Reproduce each entry exactly.

[DATA TO PROCESS — start]

//! Formcheck
//!
//! One eight-field form contract, three interchangeable validation
//! vocabularies:
//!
//! - **JSON Schema**: a declarative document compiled with the `jsonschema` crate
//! - **Garde**: `garde` derive attributes with custom rule functions
//! - **Fluent Rules**: this crate's own chainable rule builder
//!
//! All three enforce the same constraints with the same messages, so a
//! consumer can switch backends at runtime without changing what the user
//! sees. [`SchemaSelector`] holds one pre-built instance of each backend and
//! resolves the active identifier to its schema.
//!
//! ```
//! use formcheck::{BackendId, FormPayload, FormSchema, SchemaSelector};
//!
//! # fn main() -> formcheck::Result<()> {
//! let mut selector = SchemaSelector::new()?;
//! let report = selector.schema().validate(&FormPayload::sample());
//! assert!(report.is_valid());
//!
//! selector.set_backend(BackendId::Garde);
//! assert_eq!(selector.schema().id(), BackendId::Garde);
//! # Ok(())
//! # }
//! ```

pub mod backend;
pub mod config;
pub mod error;
pub mod messages;
pub mod payload;
pub mod report;
pub mod selector;

pub use backend::{FluentBackend, FormSchema, GardeBackend, JsonSchemaBackend, Validator};
pub use config::{FormcheckConfig, OutputFormat};
pub use error::{FormcheckError, Result};
pub use payload::{FileUpload, FormPayload};
pub use report::{FieldError, ValidationReport};
pub use selector::{backend_options, BackendId, BackendOption, SchemaSelector};
//! The fluent vocabulary: chainable rule application, one call per
//! constraint. This is the crate's own vocabulary rather than a third-party
//! one; the builder is public so consumers can express additional forms
//! with it.

use super::FormSchema;
use crate::messages;
use crate::payload::{self, FileUpload, FormPayload};
use crate::report::{FieldError, ValidationReport};
use crate::selector::BackendId;

/// Chainable rule application over plain field values.
///
/// Every rule takes the field name, the value, the constraint parameters,
/// and the message to report on violation. The terminal [`finish`] call
/// yields the collected report.
///
/// ```
/// use formcheck::Validator;
///
/// let report = Validator::new()
///     .min_len("username", "ab", 3, "Username must be at least 3 characters")
///     .checked("terms", false, "You must accept the terms")
///     .finish();
/// assert_eq!(report.len(), 2);
/// ```
///
/// [`finish`]: Validator::finish
#[derive(Debug, Default)]
pub struct Validator {
    report: ValidationReport,
}

impl Validator {
    pub fn new() -> Self {
        Self::default()
    }

    fn fail(mut self, field: &str, message: &str) -> Self {
        self.report.push(FieldError::new(field, message));
        self
    }

    /// Minimum length in characters.
    pub fn min_len(self, field: &str, value: &str, min: usize, message: &str) -> Self {
        if value.chars().count() < min {
            self.fail(field, message)
        } else {
            self
        }
    }

    /// Must not be the empty string.
    pub fn non_empty(self, field: &str, value: &str, message: &str) -> Self {
        if value.is_empty() {
            self.fail(field, message)
        } else {
            self
        }
    }

    /// Inclusive lower bound. Written as an accept check so NaN fails, and
    /// infinities are ruled out explicitly: JSON has no representation for
    /// non-finite numbers.
    pub fn at_least(self, field: &str, value: f64, min: f64, message: &str) -> Self {
        if value.is_finite() && value >= min {
            self
        } else {
            self.fail(field, message)
        }
    }

    /// Inclusive bounds on both ends. Accept check, so NaN fails.
    pub fn in_range(self, field: &str, value: f64, min: f64, max: f64, message: &str) -> Self {
        if value >= min && value <= max {
            self
        } else {
            self.fail(field, message)
        }
    }

    /// Strict ISO calendar date (`YYYY-MM-DD`).
    pub fn iso_date(self, field: &str, value: &str, message: &str) -> Self {
        if payload::is_iso_date(value) {
            self
        } else {
            self.fail(field, message)
        }
    }

    /// A file must be attached.
    pub fn attached(self, field: &str, value: Option<&FileUpload>, message: &str) -> Self {
        if value.is_none() {
            self.fail(field, message)
        } else {
            self
        }
    }

    /// A checkbox must be ticked.
    pub fn checked(self, field: &str, value: bool, message: &str) -> Self {
        if value {
            self
        } else {
            self.fail(field, message)
        }
    }

    /// Value must be one of the allowed options.
    pub fn one_of(self, field: &str, value: &str, allowed: &[&str], message: &str) -> Self {
        if allowed.contains(&value) {
            self
        } else {
            self.fail(field, message)
        }
    }

    /// Minimum number of items.
    pub fn min_items(self, field: &str, items: &[String], min: usize, message: &str) -> Self {
        if items.len() < min {
            self.fail(field, message)
        } else {
            self
        }
    }

    /// Minimum length in characters for every item. Item violations are
    /// reported under the collection's field name.
    pub fn each_min_len(self, field: &str, items: &[String], min: usize, message: &str) -> Self {
        let mut validator = self;
        for item in items {
            if item.chars().count() < min {
                validator = validator.fail(field, message);
            }
        }
        validator
    }

    /// Yield the collected report.
    pub fn finish(self) -> ValidationReport {
        self.report
    }
}

/// Validates payloads by running the fluent rule chain over each field in
/// declaration order.
#[derive(Debug, Clone, Copy, Default)]
pub struct FluentBackend;

impl FluentBackend {
    pub fn new() -> Self {
        Self
    }
}

impl FormSchema for FluentBackend {
    fn id(&self) -> BackendId {
        BackendId::Fluent
    }

    fn validate(&self, p: &FormPayload) -> ValidationReport {
        Validator::new()
            .min_len("text", &p.text, payload::TEXT_MIN_LEN, messages::TEXT_TOO_SHORT)
            .non_empty("select", &p.select, messages::SELECT_REQUIRED)
            .at_least("number", p.number, payload::NUMBER_MIN, messages::NUMBER_TOO_SMALL)
            .in_range(
                "range",
                p.range,
                payload::RANGE_MIN,
                payload::RANGE_MAX,
                messages::RANGE_OUT_OF_BOUNDS,
            )
            .iso_date("date", &p.date, messages::DATE_INVALID)
            .attached("file", p.file.as_ref(), messages::FILE_REQUIRED)
            .checked("checkbox", p.checkbox, messages::CHECKBOX_UNCHECKED)
            .one_of("radio", &p.radio, &payload::RADIO_OPTIONS, messages::RADIO_INVALID)
            .min_items("array", &p.array, payload::ARRAY_MIN_ITEMS, messages::ARRAY_EMPTY)
            .each_min_len(
                "array",
                &p.array,
                payload::ARRAY_ITEM_MIN_LEN,
                messages::ARRAY_ITEM_TOO_SHORT,
            )
            .finish()
    }
}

[DATA TO PROCESS — finish]

RESULT FOR THIS EXERCISE.
//! Formcheck
//!
//! One eight-field form contract, three interchangeable validation
//! vocabularies:
//!
//! - **JSON Schema**: a declarative document compiled with the `jsonschema` crate
//! - **Garde**: `garde` derive attributes with custom rule functions
//! - **Fluent Rules**: this crate's own chainable rule builder
//!
//! All three enforce the same constraints with the same messages, so a
//! consumer can switch backends at runtime without changing what the user
//! sees. [`SchemaSelector`] holds one pre-built instance of each backend and
//! resolves the active identifier to its schema.
//!
//! ```
//! use formcheck::{BackendId, FormPayload, FormSchema, SchemaSelector};
//!
//! # fn main() -> formcheck::Result<()> {
//! let mut selector = SchemaSelector::new()?;
//! let report = selector.schema().validate(&FormPayload::sample());
//! assert!(report.is_valid());
//!
//! selector.set_backend(BackendId::Garde);
//! assert_eq!(selector.schema().id(), BackendId::Garde);
//! # Ok(())
//! # }
//! ```

pub mod backend;
pub mod config;
pub mod error;
pub mod messages;
pub mod payload;
pub mod report;
pub mod selector;

pub use backend::{FluentBackend, FormSchema, GardeBackend, JsonSchemaBackend, Validator};
pub use config::{FormcheckConfig, OutputFormat};
pub use error::{FormcheckError, Result};
pub use payload::{FileUpload, FormPayload};
pub use report::{FieldError, ValidationReport};
pub use selector::{backend_options, BackendId, BackendOption, SchemaSelector};
//! The fluent vocabulary: chainable rule application, one call per
//! constraint. This is the crate's own vocabulary rather than a third-party
//! one; the builder is public so consumers can express additional forms
//! with it.

use super::FormSchema;
use crate::messages;
use crate::payload::{self, FileUpload, FormPayload};
use crate::report::{FieldError, ValidationReport};
use crate::selector::BackendId;

/// Chainable rule application over plain field values.
///
/// Every rule takes the field name, the value, the constraint parameters,
/// and the message to report on violation. The terminal [`finish`] call
/// yields the collected report.
///
/// ```
/// use formcheck::Validator;
///
/// let report = Validator::new()
///     .min_len("username", "ab", 3, "Username must be at least 3 characters")
///     .checked("terms", false, "You must accept the terms")
///     .finish();
/// assert_eq!(report.len(), 2);
/// ```
///
/// [`finish`]: Validator::finish
#[derive(Debug, Default)]
pub struct Validator {
    report: ValidationReport,
}

impl Validator {
    pub fn new() -> Self {
        Self::default()
    }

    fn fail(mut self, field: &str, message: &str) -> Self {
        self.report.push(FieldError::new(field, message));
        self
    }

    /// Minimum length in characters.
    pub fn min_len(self, field: &str, value: &str, min: usize, message: &str) -> Self {
        if value.chars().count() < min {
            self.fail(field, message)
        } else {
            self
        }
    }

    /// Must not be the empty string.
    pub fn non_empty(self, field: &str, value: &str, message: &str) -> Self {
        if value.is_empty() {
            self.fail(field, message)
        } else {
            self
        }
    }

    /// Inclusive lower bound. Written as an accept check so NaN fails, and
    /// infinities are ruled out explicitly: JSON has no representation for
    /// non-finite numbers.
    pub fn at_least(self, field: &str, value: f64, min: f64, message: &str) -> Self {
        if value.is_finite() && value >= min {
            self
        } else {
            self.fail(field, message)
        }
    }

    /// Inclusive bounds on both ends. Accept check, so NaN fails.
    pub fn in_range(self, field: &str, value: f64, min: f64, max: f64, message: &str) -> Self {
        if value >= min && value <= max {
            self
        } else {
            self.fail(field, message)
        }
    }

    /// Strict ISO calendar date (`YYYY-MM-DD`).
    pub fn iso_date(self, field: &str, value: &str, message: &str) -> Self {
        if payload::is_iso_date(value) {
            self
        } else {
            self.fail(field, message)
        }
    }

    /// A file must be attached.
    pub fn attached(self, field: &str, value: Option<&FileUpload>, message: &str) -> Self {
        if value.is_none() {
            self.fail(field, message)
        } else {
            self
        }
    }

    /// A checkbox must be ticked.
    pub fn checked(self, field: &str, value: bool, message: &str) -> Self {
        if value {
            self
        } else {
            self.fail(field, message)
        }
    }

    /// Value must be one of the allowed options.
    pub fn one_of(self, field: &str, value: &str, allowed: &[&str], message: &str) -> Self {
        if allowed.contains(&value) {
            self
        } else {
            self.fail(field, message)
        }
    }

    /// Minimum number of items.
    pub fn min_items(self, field: &str, items: &[String], min: usize, message: &str) -> Self {
        if items.len() < min {
            self.fail(field, message)
        } else {
            self
        }
    }

    /// Minimum length in characters for every item. Item violations are
    /// reported under the collection's field name.
    pub fn each_min_len(self, field: &str, items: &[String], min: usize, message: &str) -> Self {
        let mut validator = self;
        for item in items {
            if item.chars().count() < min {
                validator = validator.fail(field, message);
            }
        }
        validator
    }

    /// Yield the collected report.
    pub fn finish(self) -> ValidationReport {
        self.report
    }
}

/// Validates payloads by running the fluent rule chain over each field in
/// declaration order.
#[derive(Debug, Clone, Copy, Default)]
pub struct FluentBackend;

impl FluentBackend {
    pub fn new() -> Self {
        Self
    }
}

impl FormSchema for FluentBackend {
    fn id(&self) -> BackendId {
        BackendId::Fluent
    }

    fn validate(&self, p: &FormPayload) -> ValidationReport {
        Validator::new()
            .min_len("text", &p.text, payload::TEXT_MIN_LEN, messages::TEXT_TOO_SHORT)
            .non_empty("select", &p.select, messages::SELECT_REQUIRED)
            .at_least("number", p.number, payload::NUMBER_MIN, messages::NUMBER_TOO_SMALL)
            .in_range(
                "range",
                p.range,
                payload::RANGE_MIN,
                payload::RANGE_MAX,
                messages::RANGE_OUT_OF_BOUNDS,
            )
            .iso_date("date", &p.date, messages::DATE_INVALID)
            .attached("file", p.file.as_ref(), messages::FILE_REQUIRED)
            .checked("checkbox", p.checkbox, messages::CHECKBOX_UNCHECKED)
            .one_of("radio", &p.radio, &payload::RADIO_OPTIONS, messages::RADIO_INVALID)
            .min_items("array", &p.array, payload::ARRAY_MIN_ITEMS, messages::ARRAY_EMPTY)
            .each_min_len(
                "array",
                &p.array,
                payload::ARRAY_ITEM_MIN_LEN,
                messages::ARRAY_ITEM_TOO_SHORT,
            )
            .finish()
    }
}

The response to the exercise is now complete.